National Aboriginal and Torres Strait Islander Health Plan is the government policy that has been developed to eliminate the gap in the well-being of the indigenous and non-indigenous Australians. The Australian aboriginal society has been facing many issues, and one of them is an access to the healthcare. In order to lead and wholesome and healthy life, the minority should have the ability to get all the social privileges as the rest of the society. Therefore, this review observes the information on the issues and measures for its salvation correlating it with the impact of gender, race and class on social inequality. Further, it discusses the efficiency of the methods and the contribution of policy frameworks and how human rights affect future ethics and practices.

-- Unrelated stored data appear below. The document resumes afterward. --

//! Publisher — builds the outbound payload for a peer or a broadcast.
//!
//! Message selection is delegated to the [`GenerationTracker`]
//! (`hive_state::generation`). Full datasets are the expensive case: the
//! sealed payload is cached and reused across peers and links until the
//! local generation, or the generation vector it carries, changes. The
//! cache also expires after [`FULL_CACHE_TTL`]: receivers drop messages not
//! newer than the last one they accepted from us, so a full sealed long ago
//! would never install.

use std::sync::Arc;
use std::time::{Duration, Instant};

use bytes::Bytes;
use parking_lot::Mutex;
use serde_json::Value;
use tracing::trace;

use hive_state::{ClusterState, Selection, unix_now};

use crate::cipher::Cipher;
use crate::error::HeartbeatResult;
use crate::message::{Message, MessageKind};

/// Cluster identity stamped on every outbound payload.
#[derive(Debug, Clone, PartialEq)]
pub struct ClusterIdentity {
    pub name: String,
    pub id: String,
    pub compat: u32,
}

/// How long a sealed full dataset may be reused.
pub const FULL_CACHE_TTL: Duration = Duration::from_secs(1);

struct FullCache {
    key: Vec<u64>,
    sealed_at: Instant,
    payload: Bytes,
}

pub struct Publisher {
    cluster: Arc<ClusterState>,
    identity: ClusterIdentity,
    cipher: Arc<dyn Cipher>,
    full: Mutex<Option<FullCache>>,
    full_ttl: Duration,
}

impl Publisher {
    pub fn new(cluster: Arc<ClusterState>, identity: ClusterIdentity, cipher: Arc<dyn Cipher>) -> Self {
        Self {
            cluster,
            identity,
            cipher,
            full: Mutex::new(None),
            full_ttl: FULL_CACHE_TTL,
        }
    }

    pub fn with_full_cache_ttl(mut self, ttl: Duration) -> Self {
        self.full_ttl = ttl;
        self
    }

    pub fn identity(&self) -> &ClusterIdentity {
        &self.identity
    }

    pub fn cluster(&self) -> &Arc<ClusterState> {
        &self.cluster
    }

    /// Selection for one peer, or for every peer when `peer` is `None`.
    pub fn select(&self, peer: Option<&str>) -> Selection {
        let gens = self.cluster.generations();
        match peer {
            Some(peer) => gens.select(peer),
            None => gens.select_broadcast(&self.cluster.peer_names()),
        }
    }

    /// Build the plaintext message for a selection.
    pub fn message(&self, selection: Selection) -> Message {
        let nodes = self.cluster.nodes();
        let generations = self
            .cluster
            .generations()
            .gen_vector(self.cluster.local_name(), &nodes);
        let mut msg = Message {
            kind: MessageKind::Ping,
            compat: self.identity.compat,
            generations,
            updated: unix_now(),
            deltas: None,
            monitor: None,
            data: None,
        };
        match selection {
            Selection::Ping => {
                msg.monitor = Some(self.monitor_summary());
            }
            Selection::Full => {
                msg.kind = MessageKind::Full;
                msg.data = Some(self.cluster.local_tree().snapshot());
            }
            Selection::Patch { since } => {
                msg.kind = MessageKind::Patch;
                msg.deltas = Some(self.cluster.generations().deltas_since(since));
            }
        }
        msg
    }

    /// The sealed payload to send to `peer` (or to everyone).
    pub fn payload(&self, peer: Option<&str>) -> HeartbeatResult<Bytes> {
        let selection = self.select(peer);
        if selection == Selection::Full {
            return self.full_payload();
        }
        let msg = self.message(selection);
        trace!(peer = peer.unwrap_or("*"), kind = ?msg.kind, "payload built");
        self.seal(&msg)
    }

    fn full_payload(&self) -> HeartbeatResult<Bytes> {
        let msg = self.message(Selection::Full);
        let key: Vec<u64> = msg.generations.values().copied().collect();
        let mut cache = self.full.lock();
        let fresh = |c: &&FullCache| c.key == key && c.sealed_at.elapsed() < self.full_ttl;
        if let Some(cached) = cache.as_ref().filter(fresh) {
            return Ok(cached.payload.clone());
        }
        let payload = self.seal(&msg)?;
        *cache = Some(FullCache {
            key,
            sealed_at: Instant::now(),
            payload: payload.clone(),
        });
        trace!(size = payload.len(), "full payload cached");
        Ok(payload)
    }

    fn seal(&self, msg: &Message) -> HeartbeatResult<Bytes> {
        let plaintext = msg.encode()?;
        let sealed = self.cipher.encrypt(&self.identity.name, &plaintext)?;
        Ok(Bytes::from(sealed))
    }

    /// Node monitor without its per-instance records.
    fn monitor_summary(&self) -> Value {
        let mut monitor = self
            .cluster
            .local_tree()
            .get(&["monitor"])
            .unwrap_or_else(|| Value::Object(Default::default()));
        if let Some(map) = monitor.as_object_mut() {
            map.remove("services");
        }
        monitor
    }
}

#[cfg(test)]
mod tests {
    use super::*;
    use crate::cipher::ClearCipher;
    use serde_json::json;

    fn publisher() -> Publisher {
        let cluster = Arc::new(ClusterState::new("n1", &["n1".into(), "n2".into()]));
        let identity = ClusterIdentity {
            name: "prod".into(),
            id: "c0ffee".into(),
            compat: 12,
        };
        Publisher::new(cluster, identity, Arc::new(ClearCipher::new("n1", "prod")))
    }

    fn open(payload: &Bytes) -> Message {
        let opened = ClearCipher::new("n2", "prod").decrypt(payload).unwrap();
        Message::decode(&opened.plaintext).unwrap()
    }

    #[test]
    fn silent_peer_gets_ping_with_monitor_summary() {
        let p = publisher();
        let tree = p.cluster().local_tree();
        tree.set(&["monitor", "status"], json!("idle")).unwrap();
        tree.set(&["monitor", "services", "svc/web", "status"], json!("idle"))
            .unwrap();
        p.cluster().commit_local();

        let msg = open(&p.payload(Some("n2")).unwrap());
        assert_eq!(msg.kind, MessageKind::Ping);
        assert_eq!(msg.compat, 12);
        assert_eq!(msg.generation_of("n1"), 1);
        assert_eq!(msg.monitor, Some(json!({"status": "idle"})));
    }

    #[test]
    fn acknowledged_peer_gets_patch() {
        let p = publisher();
        let tree = p.cluster().local_tree();
        tree.set(&["labels", "az"], json!("a")).unwrap();
        p.cluster().commit_local();
        p.cluster().generations().set_acked("n2", 1);
        tree.set(&["labels", "az"], json!("b")).unwrap();
        p.cluster().commit_local();

        let msg = open(&p.payload(Some("n2")).unwrap());
        assert_eq!(msg.kind, MessageKind::Patch);
        let deltas = msg.deltas.unwrap();
        assert_eq!(deltas.keys().copied().collect::<Vec<_>>(), vec![2]);
    }

    #[test]
    fn full_payload_is_cached_until_local_change() {
        let p = publisher();
        p.cluster().local_tree().set(&["labels", "az"], json!("a")).unwrap();
        p.cluster().commit_local();
        p.cluster().generations().set_acked("n2", 0);

        let first = p.payload(Some("n2")).unwrap();
        let second = p.payload(None).unwrap();
        assert_eq!(first.as_ptr(), second.as_ptr());

        p.cluster().local_tree().set(&["labels", "az"], json!("b")).unwrap();
        p.cluster().commit_local();
        let third = p.payload(Some("n2")).unwrap();
        assert_ne!(first, third);
        let msg = open(&third);
        assert_eq!(msg.kind, MessageKind::Full);
        assert_eq!(msg.data.unwrap()["labels"]["az"], json!("b"));
    }

    #[test]
    fn expired_full_payload_is_resealed_with_a_newer_send_time() {
        let p = publisher().with_full_cache_ttl(Duration::ZERO);
        p.cluster().local_tree().set(&["labels", "az"], json!("a")).unwrap();
        p.cluster().commit_local();
        p.cluster().generations().set_acked("n2", 0);

        let first = open(&p.payload(Some("n2")).unwrap());
        std::thread::sleep(Duration::from_millis(2));
        let second = open(&p.payload(Some("n2")).unwrap());
        assert_eq!(second.kind, MessageKind::Full);
        assert!(second.updated > first.updated);
    }
}
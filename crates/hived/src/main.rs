//! hived — the hive cluster daemon.
//!
//! Single binary that assembles the hive subsystems:
//! - Cluster state (local tree, installed peer datasets, liveness)
//! - Heartbeat links and the state merger
//! - Orchestration monitor
//! - Node stats refresh
//!
//! # Usage
//!
//! ```text
//! hived run --config /etc/hive/hived.toml
//! hived check --config /etc/hive/hived.toml
//! ```
//!
//! # Signals
//!
//! - `SIGINT` / `SIGTERM`: shut local instances down, then exit
//! - `SIGHUP`: reload objects, cluster nodes and heartbeat links
//! - `SIGUSR1`: drain: shut local instances down and stop orchestrating

mod config;
mod drivers;
mod stats;

use std::path::{Path, PathBuf};
use std::sync::Arc;

use clap::{Parser, Subcommand, ValueEnum};
use tokio::signal::unix::{SignalKind, signal};
use tokio::sync::watch;
use tracing::{error, info, warn};
use tracing_subscriber::EnvFilter;

use hive_heartbeat::{ClearCipher, ClusterIdentity, HeartbeatService};
use hive_monitor::Monitor;
use hive_state::ClusterState;

use crate::config::DaemonConfig;
use crate::drivers::{CommandDriver, FlagFreezer, TomlConfigProvider};

const DEFAULT_FILTER: &str = "info,hived=debug,hive=debug";

#[derive(Parser)]
#[command(name = "hived", about = "hive cluster daemon")]
struct Cli {
    /// Log output format.
    #[arg(long, value_enum, default_value = "text", global = true)]
    log_format: LogFormat,

    #[command(subcommand)]
    command: Command,
}

#[derive(Clone, Copy, ValueEnum)]
enum LogFormat {
    Text,
    Json,
}

#[derive(Subcommand)]
enum Command {
    /// Run the daemon.
    Run {
        /// Configuration file.
        #[arg(long, short, default_value = "/etc/hive/hived.toml")]
        config: PathBuf,
    },
    /// Validate a configuration file and summarize it.
    Check {
        /// Configuration file.
        #[arg(long, short, default_value = "/etc/hive/hived.toml")]
        config: PathBuf,
    },
}

#[tokio::main]
async fn main() -> anyhow::Result<()> {
    let cli = Cli::parse();
    init_tracing(cli.log_format);

    match cli.command {
        Command::Run { config } => run(&config).await,
        Command::Check { config } => check(&config),
    }
}

fn init_tracing(format: LogFormat) {
    let filter = EnvFilter::try_from_default_env().unwrap_or_else(|_| EnvFilter::new(DEFAULT_FILTER));
    match format {
        LogFormat::Text => tracing_subscriber::fmt().with_env_filter(filter).init(),
        LogFormat::Json => tracing_subscriber::fmt().json().with_env_filter(filter).init(),
    }
}

fn check(path: &Path) -> anyhow::Result<()> {
    let config = DaemonConfig::from_file(path)?;
    println!(
        "node {} in cluster {} ({} nodes)",
        config.node.name,
        config.node.cluster_name,
        config.node.nodes.len()
    );
    for link in config.links()? {
        println!("heartbeat {} ({}) every {:?}", link.name, link.transport.kind(), link.interval);
    }
    for object in &config.object {
        println!("object {} ({:?}) on {}", object.path, object.topology, object.nodes.join(","));
    }
    Ok(())
}

async fn run(path: &Path) -> anyhow::Result<()> {
    let config = DaemonConfig::from_file(path)?;
    let node = &config.node;
    info!(node = %node.name, cluster = %node.cluster_name, "hive daemon starting");
    std::fs::create_dir_all(&node.var_dir)?;

    // ── Cluster state ──────────────────────────────────────────

    let cluster = Arc::new(ClusterState::new(&node.name, &node.nodes));
    {
        let tree = cluster.local_tree();
        tree.set_as(&["compat"], &node.compat)?;
        tree.set_as(&["labels"], &node.labels)?;
        tree.set_as(&["config_csum"], &config.csum)?;
    }

    // ── Heartbeat ──────────────────────────────────────────────

    let identity = ClusterIdentity {
        name: node.cluster_name.clone(),
        id: node.cluster_id.clone(),
        compat: node.compat,
    };
    let cipher = Arc::new(ClearCipher::new(node.name.clone(), node.cluster_name.clone()));
    let heartbeat = Arc::new(HeartbeatService::new(cluster.clone(), identity, cipher));
    heartbeat.spawn_merger();
    for link in config.links()? {
        let name = link.name.clone();
        if let Err(e) = heartbeat.start_link(link).await {
            error!(link = %name, error = %e, "heartbeat link not started");
        }
    }

    // ── Monitor ────────────────────────────────────────────────

    let objects = Arc::new(TomlConfigProvider::new(
        config.object.clone(),
        node.var_dir.join("slaves.json"),
    )?);
    let driver = Arc::new(CommandDriver::new(config.monitor.command.clone(), config.action_timeout()?));
    let freezer = Arc::new(FlagFreezer::new(node.var_dir.join("frozen")));
    let monitor_config = config.monitor_config()?;
    let stats_interval = monitor_config.interval;
    let tx_wake = heartbeat.clone();
    let monitor = Monitor::new(cluster.clone(), driver.clone(), freezer, objects.clone(), driver)
        .with_config(monitor_config)
        .with_wake(heartbeat.monitor_wake())
        .with_commit_hook(Arc::new(move || tx_wake.wake_tx()));
    let handle = monitor.handle();

    // ── Background tasks ───────────────────────────────────────

    let (shutdown_tx, shutdown_rx) = watch::channel(false);
    let monitor_task = tokio::spawn(monitor.run(shutdown_rx.clone()));
    let stats_task = tokio::spawn(stats::run(cluster.clone(), stats_interval, shutdown_rx));

    // ── Signals ────────────────────────────────────────────────

    let mut terminate = signal(SignalKind::terminate())?;
    let mut hangup = signal(SignalKind::hangup())?;
    let mut drain = signal(SignalKind::user_defined1())?;
    loop {
        tokio::select! {
            _ = tokio::signal::ctrl_c() => break,
            _ = terminate.recv() => break,
            _ = hangup.recv() => {
                if let Err(e) = reload(path, &cluster, &heartbeat, &objects).await {
                    warn!(error = %e, "reload failed, keeping the running configuration");
                }
            }
            _ = drain.recv() => {
                info!("drain requested");
                handle.drain();
            }
        }
    }

    info!("shutdown signal received");
    let _ = shutdown_tx.send(true);
    let _ = monitor_task.await;
    let _ = stats_task.await;
    heartbeat.shutdown().await;

    info!("hive daemon stopped");
    Ok(())
}

/// Apply a changed configuration file to the running daemon. Node identity
/// and monitor tunables need a restart.
async fn reload(
    path: &Path,
    cluster: &ClusterState,
    heartbeat: &HeartbeatService,
    objects: &TomlConfigProvider,
) -> anyhow::Result<()> {
    let config = DaemonConfig::from_file(path)?;
    if config.node.name != cluster.local_name() {
        anyhow::bail!("node name changed to {}, restart required", config.node.name);
    }
    cluster.set_nodes(&config.node.nodes);
    cluster.local_tree().set_as(&["labels"], &config.node.labels)?;
    cluster.local_tree().set_as(&["config_csum"], &config.csum)?;
    objects.replace(config.object.clone())?;

    let links = config.links()?;
    for running in heartbeat.links().await {
        if !links.iter().any(|l| l.name == running) {
            heartbeat.stop_link(&running).await;
        }
    }
    for link in links {
        let name = link.name.clone();
        if let Err(e) = heartbeat.start_link(link).await {
            error!(link = %name, error = %e, "heartbeat link not started");
        }
    }
    info!(objects = config.object.len(), "configuration reloaded");
    Ok(())
}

Overview of the Goals and Measures
The policy has been developed in order to help the Australian indigenous communities to get equal access to medical services and take proper care of the indigenous population. The Australian Government cooperated with the Aboriginal and Torres Strait Islander community organizations and Aboriginal and Torres Strait Islander people to determine the main goals and problems that need to be solved in the current policy framework (Australia. Department of Health, 2013). According to Australia. Department of Health,” in 2008, Australian Governments committed to work with Aboriginal and Torres Strait Islander people on an essential task- to achieve equality in health status and life expectancy between Aboriginal and Torres Strait Islander people and non-Indigenous Australians by the year 2031″ (2013). The main issue that the policy starts with is admitting the existence of social inequality and the poor conditions for a decent life and well-being of aboriginals. To improve the situation with the medical care, the policy, first of all, starts from prioritizing the population’s mental state. Moral well-being and the level of life depend on the overall health state and the possibility of drug and alcohol addiction.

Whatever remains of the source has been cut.